## Assignment
The records must be returned word for word.

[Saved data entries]
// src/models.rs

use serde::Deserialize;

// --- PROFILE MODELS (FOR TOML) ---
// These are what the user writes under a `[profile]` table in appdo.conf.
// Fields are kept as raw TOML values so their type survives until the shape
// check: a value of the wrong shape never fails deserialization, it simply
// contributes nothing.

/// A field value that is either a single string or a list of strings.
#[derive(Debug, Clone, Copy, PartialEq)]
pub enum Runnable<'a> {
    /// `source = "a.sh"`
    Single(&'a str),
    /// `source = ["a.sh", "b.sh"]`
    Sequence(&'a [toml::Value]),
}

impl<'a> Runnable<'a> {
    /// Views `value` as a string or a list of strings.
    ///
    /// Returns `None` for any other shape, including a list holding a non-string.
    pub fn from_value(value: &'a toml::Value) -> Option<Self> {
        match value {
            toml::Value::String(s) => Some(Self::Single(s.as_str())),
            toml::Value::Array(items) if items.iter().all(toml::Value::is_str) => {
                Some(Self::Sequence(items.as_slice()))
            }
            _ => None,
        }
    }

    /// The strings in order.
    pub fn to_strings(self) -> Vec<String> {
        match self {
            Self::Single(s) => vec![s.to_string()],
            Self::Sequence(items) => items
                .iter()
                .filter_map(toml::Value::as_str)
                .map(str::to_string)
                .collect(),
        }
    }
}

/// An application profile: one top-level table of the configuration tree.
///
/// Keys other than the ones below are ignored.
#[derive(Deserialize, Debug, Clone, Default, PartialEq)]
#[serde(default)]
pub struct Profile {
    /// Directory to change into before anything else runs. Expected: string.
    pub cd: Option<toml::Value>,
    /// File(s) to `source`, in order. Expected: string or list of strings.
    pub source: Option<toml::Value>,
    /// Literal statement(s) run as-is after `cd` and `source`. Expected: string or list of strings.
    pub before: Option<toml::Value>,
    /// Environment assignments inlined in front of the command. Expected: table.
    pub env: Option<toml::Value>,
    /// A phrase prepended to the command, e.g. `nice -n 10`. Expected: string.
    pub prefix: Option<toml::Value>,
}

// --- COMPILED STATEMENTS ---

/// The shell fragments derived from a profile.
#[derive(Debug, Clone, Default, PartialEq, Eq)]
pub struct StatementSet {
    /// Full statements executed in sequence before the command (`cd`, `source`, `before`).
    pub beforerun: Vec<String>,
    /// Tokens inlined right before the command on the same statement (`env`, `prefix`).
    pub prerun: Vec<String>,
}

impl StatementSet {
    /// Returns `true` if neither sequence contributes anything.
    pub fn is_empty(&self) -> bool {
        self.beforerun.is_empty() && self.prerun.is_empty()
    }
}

## Output of the task
// src/models.rs

use serde::Deserialize;

// --- PROFILE MODELS (FOR TOML) ---
// These are what the user writes under a `[profile]` table in appdo.conf.
// Fields are kept as raw TOML values so their type survives until the shape
// check: a value of the wrong shape never fails deserialization, it simply
// contributes nothing.

/// A field value that is either a single string or a list of strings.
#[derive(Debug, Clone, Copy, PartialEq)]
pub enum Runnable<'a> {
    /// `source = "a.sh"`
    Single(&'a str),
    /// `source = ["a.sh", "b.sh"]`
    Sequence(&'a [toml::Value]),
}

impl<'a> Runnable<'a> {
    /// Views `value` as a string or a list of strings.
    ///
    /// Returns `None` for any other shape, including a list holding a non-string.
    pub fn from_value(value: &'a toml::Value) -> Option<Self> {
        match value {
            toml::Value::String(s) => Some(Self::Single(s.as_str())),
            toml::Value::Array(items) if items.iter().all(toml::Value::is_str) => {
                Some(Self::Sequence(items.as_slice()))
            }
            _ => None,
        }
    }

    /// The strings in order.
    pub fn to_strings(self) -> Vec<String> {
        match self {
            Self::Single(s) => vec![s.to_string()],
            Self::Sequence(items) => items
                .iter()
                .filter_map(toml::Value::as_str)
                .map(str::to_string)
                .collect(),
        }
    }
}

/// An application profile: one top-level table of the configuration tree.
///
/// Keys other than the ones below are ignored.
#[derive(Deserialize, Debug, Clone, Default, PartialEq)]
#[serde(default)]
pub struct Profile {
    /// Directory to change into before anything else runs. Expected: string.
    pub cd: Option<toml::Value>,
    /// File(s) to `source`, in order. Expected: string or list of strings.
    pub source: Option<toml::Value>,
    /// Literal statement(s) run as-is after `cd` and `source`. Expected: string or list of strings.
    pub before: Option<toml::Value>,
    /// Environment assignments inlined in front of the command. Expected: table.
    pub env: Option<toml::Value>,
    /// A phrase prepended to the command, e.g. `nice -n 10`. Expected: string.
    pub prefix: Option<toml::Value>,
}

// --- COMPILED STATEMENTS ---

/// The shell fragments derived from a profile.
#[derive(Debug, Clone, Default, PartialEq, Eq)]
pub struct StatementSet {
    /// Full statements executed in sequence before the command (`cd`, `source`, `before`).
    pub beforerun: Vec<String>,
    /// Tokens inlined right before the command on the same statement (`env`, `prefix`).
    pub prerun: Vec<String>,
}

impl StatementSet {
    /// Returns `true` if neither sequence contributes anything.
    pub fn is_empty(&self) -> bool {
        self.beforerun.is_empty() && self.prerun.is_empty()
    }
}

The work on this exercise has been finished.